SUPPLIED ENTRIES ::
*** Begin section ***

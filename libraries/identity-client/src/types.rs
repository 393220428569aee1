//! Types for identity backend requests and responses.

use serde::{Deserialize, Serialize};

/// Client id used for the admin password grant unless overridden.
pub const DEFAULT_CLIENT_ID: &str = "admin-cli";

/// Configuration for connecting to the identity backend.
#[derive(Debug, Clone)]
pub struct BackendConfig {
    /// Base URL of the backend (e.g., "http://localhost:8080")
    pub url: String,
    /// Realm whose users and groups are managed
    pub realm: String,
    /// Realm the admin credentials belong to (defaults to `realm`)
    pub token_realm: Option<String>,
    /// Administrator username
    pub username: String,
    /// Administrator password
    pub password: String,
    /// Client id sent with the password grant
    pub client_id: String,
}

impl BackendConfig {
    /// Create a config for the given backend, realm and admin credentials.
    pub fn new(
        url: impl Into<String>,
        realm: impl Into<String>,
        username: impl Into<String>,
        password: impl Into<String>,
    ) -> Self {
        Self {
            url: url.into(),
            realm: realm.into(),
            token_realm: None,
            username: username.into(),
            password: password.into(),
            client_id: DEFAULT_CLIENT_ID.to_string(),
        }
    }

    /// Authenticate the admin against a different realm than the managed one.
    pub fn with_token_realm(mut self, token_realm: impl Into<String>) -> Self {
        self.token_realm = Some(token_realm.into());
        self
    }

    /// Realm used for the token endpoint.
    pub fn token_realm(&self) -> &str {
        self.token_realm.as_deref().unwrap_or(&self.realm)
    }
}

// =============================================================================
// Authentication Types
// =============================================================================

/// Password-grant token response. Only the access token is used.
#[derive(Debug, Deserialize)]
pub(crate) struct TokenResponse {
    pub access_token: String,
    #[serde(default)]
    pub expires_in: Option<u64>,
}

// =============================================================================
// Entity Types
// =============================================================================

/// A user as stored by the identity backend.
///
/// `id` is absent on creation input and assigned by the backend.
#[derive(Debug, Clone, PartialEq, Eq, Deserialize, Serialize)]
#[serde(rename_all = "camelCase")]
pub struct User {
    #[serde(default, skip_serializing_if = "Option::is_none")]
    pub id: Option<String>,
    pub username: String,
    #[serde(default, skip_serializing_if = "Option::is_none")]
    pub email: Option<String>,
    #[serde(default, skip_serializing_if = "Option::is_none")]
    pub first_name: Option<String>,
    #[serde(default, skip_serializing_if = "Option::is_none")]
    pub last_name: Option<String>,
}

/// A group as stored by the identity backend.
#[derive(Debug, Clone, PartialEq, Eq, Deserialize, Serialize)]
pub struct Group {
    #[serde(default, skip_serializing_if = "Option::is_none")]
    pub id: Option<String>,
    pub name: String,
}

/// A group with its members at the time of the query.
///
/// Not transactionally consistent with concurrent membership changes.
#[derive(Debug, Clone, PartialEq, Eq, Deserialize, Serialize)]
pub struct GroupWithUsers {
    pub group: Group,
    pub users: Vec<User>,
}
//! ms-user server library
//!
//! HTTP front for user, group and membership administration, backed by the
//! identity backend's admin REST API.
//!
//! This library exposes the router and its components for testing purposes.

pub mod api;
pub mod config;
pub mod error;
pub mod middleware;
pub mod routes;
pub mod services;
pub mod state;

// Re-export commonly used types for convenience
pub use config::ServerConfig;
pub use error::{Result, ServerError};
pub use routes::create_router;
pub use services::auth::ApiTokenAuth;
pub use state::AppState;
//! User operations.

use crate::client::IdentityClient;
use crate::error::Result;
use crate::resource::AdminResource;
use crate::types::User;
use reqwest::Method;
use tracing::debug;

impl AdminResource for User {
    const COLLECTION: &'static str = "users";
    const KIND: &'static str = "user";

    fn id(&self) -> Option<&str> {
        self.id.as_deref()
    }

    fn set_id(&mut self, id: String) {
        self.id = Some(id);
    }
}

impl IdentityClient {
    /// List all users of the realm.
    pub async fn list_users(&self) -> Result<Vec<User>> {
        self.list_resources("list users").await
    }

    /// Get a single user by id.
    pub async fn get_user(&self, id: &str) -> Result<User> {
        self.get_resource(id, "get user").await
    }

    /// Users whose email matches `email`, as the backend defines matching.
    pub async fn search_users_by_email(&self, email: &str) -> Result<Vec<User>> {
        let url = self.admin_url(&[User::COLLECTION])?;
        debug!(email = %email, "Searching users by email");

        let builder = self.request(Method::GET, url).query(&[("email", email)]);
        self.get_json(builder, "search users").await
    }

    /// Create a user. The returned user carries the backend id when the
    /// backend reported one.
    pub async fn create_user(&self, user: User) -> Result<User> {
        self.create_resource(user, "create user").await
    }

    /// Replace a user's representation. Succeeds only on 204.
    pub async fn update_user(&self, id: &str, user: User) -> Result<User> {
        self.update_resource(id, user, "update user").await
    }

    /// Delete a user by id.
    pub async fn delete_user(&self, id: &str) -> Result<()> {
        self.delete_resource::<User>(id, "delete user").await
    }
}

*** End section ***

PROBLEM DESCRIPTION ::
Print the material word for word, with nothing left out.

RESPONSE BOX ::
filename libraries/identity-client/src/types.rs
repository 393220428569aee1
//! Types for identity backend requests and responses.

use serde::{Deserialize, Serialize};

/// Client id used for the admin password grant unless overridden.
pub const DEFAULT_CLIENT_ID: &str = "admin-cli";

/// Configuration for connecting to the identity backend.
#[derive(Debug, Clone)]
pub struct BackendConfig {
    /// Base URL of the backend (e.g., "http://localhost:8080")
    pub url: String,
    /// Realm whose users and groups are managed
    pub realm: String,
    /// Realm the admin credentials belong to (defaults to `realm`)
    pub token_realm: Option<String>,
    /// Administrator username
    pub username: String,
    /// Administrator password
    pub password: String,
    /// Client id sent with the password grant
    pub client_id: String,
}

impl BackendConfig {
    /// Create a config for the given backend, realm and admin credentials.
    pub fn new(
        url: impl Into<String>,
        realm: impl Into<String>,
        username: impl Into<String>,
        password: impl Into<String>,
    ) -> Self {
        Self {
            url: url.into(),
            realm: realm.into(),
            token_realm: None,
            username: username.into(),
            password: password.into(),
            client_id: DEFAULT_CLIENT_ID.to_string(),
        }
    }

    /// Authenticate the admin against a different realm than the managed one.
    pub fn with_token_realm(mut self, token_realm: impl Into<String>) -> Self {
        self.token_realm = Some(token_realm.into());
        self
    }

    /// Realm used for the token endpoint.
    pub fn token_realm(&self) -> &str {
        self.token_realm.as_deref().unwrap_or(&self.realm)
    }
}

// =============================================================================
// Authentication Types
// =============================================================================

/// Password-grant token response. Only the access token is used.
#[derive(Debug, Deserialize)]
pub(crate) struct TokenResponse {
    pub access_token: String,
    #[serde(default)]
    pub expires_in: Option<u64>,
}

// =============================================================================
// Entity Types
// =============================================================================

/// A user as stored by the identity backend.
///
/// `id` is absent on creation input and assigned by the backend.
#[derive(Debug, Clone, PartialEq, Eq, Deserialize, Serialize)]
#[serde(rename_all = "camelCase")]
pub struct User {
    #[serde(default, skip_serializing_if = "Option::is_none")]
    pub id: Option<String>,
    pub username: String,
    #[serde(default, skip_serializing_if = "Option::is_none")]
    pub email: Option<String>,
    #[serde(default, skip_serializing_if = "Option::is_none")]
    pub first_name: Option<String>,
    #[serde(default, skip_serializing_if = "Option::is_none")]
    pub last_name: Option<String>,
}

/// A group as stored by the identity backend.
#[derive(Debug, Clone, PartialEq, Eq, Deserialize, Serialize)]
pub struct Group {
    #[serde(default, skip_serializing_if = "Option::is_none")]
    pub id: Option<String>,
    pub name: String,
}

/// A group with its members at the time of the query.
///
/// Not transactionally consistent with concurrent membership changes.
#[derive(Debug, Clone, PartialEq, Eq, Deserialize, Serialize)]
pub struct GroupWithUsers {
    pub group: Group,
    pub users: Vec<User>,
}
//! ms-user server library
//!
//! HTTP front for user, group and membership administration, backed by the
//! identity backend's admin REST API.
//!
//! This library exposes the router and its components for testing purposes.

pub mod api;
pub mod config;
pub mod error;
pub mod middleware;
pub mod routes;
pub mod services;
pub mod state;

// Re-export commonly used types for convenience
pub use config::ServerConfig;
pub use error::{Result, ServerError};
pub use routes::create_router;
pub use services::auth::ApiTokenAuth;
pub use state::AppState;
//! User operations.

use crate::client::IdentityClient;
use crate::error::Result;
use crate::resource::AdminResource;
use crate::types::User;
use reqwest::Method;
use tracing::debug;

impl AdminResource for User {
    const COLLECTION: &'static str = "users";
    const KIND: &'static str = "user";

    fn id(&self) -> Option<&str> {
        self.id.as_deref()
    }

    fn set_id(&mut self, id: String) {
        self.id = Some(id);
    }
}

impl IdentityClient {
    /// List all users of the realm.
    pub async fn list_users(&self) -> Result<Vec<User>> {
        self.list_resources("list users").await
    }

    /// Get a single user by id.
    pub async fn get_user(&self, id: &str) -> Result<User> {
        self.get_resource(id, "get user").await
    }

    /// Users whose email matches `email`, as the backend defines matching.
    pub async fn search_users_by_email(&self, email: &str) -> Result<Vec<User>> {
        let url = self.admin_url(&[User::COLLECTION])?;
        debug!(email = %email, "Searching users by email");

        let builder = self.request(Method::GET, url).query(&[("email", email)]);
        self.get_json(builder, "search users").await
    }

    /// Create a user. The returned user carries the backend id when the
    /// backend reported one.
    pub async fn create_user(&self, user: User) -> Result<User> {
        self.create_resource(user, "create user").await
    }

    /// Replace a user's representation. Succeeds only on 204.
    pub async fn update_user(&self, id: &str, user: User) -> Result<User> {
        self.update_resource(id, user, "update user").await
    }

    /// Delete a user by id.
    pub async fn delete_user(&self, id: &str) -> Result<()> {
        self.delete_resource::<User>(id, "delete user").await
    }
}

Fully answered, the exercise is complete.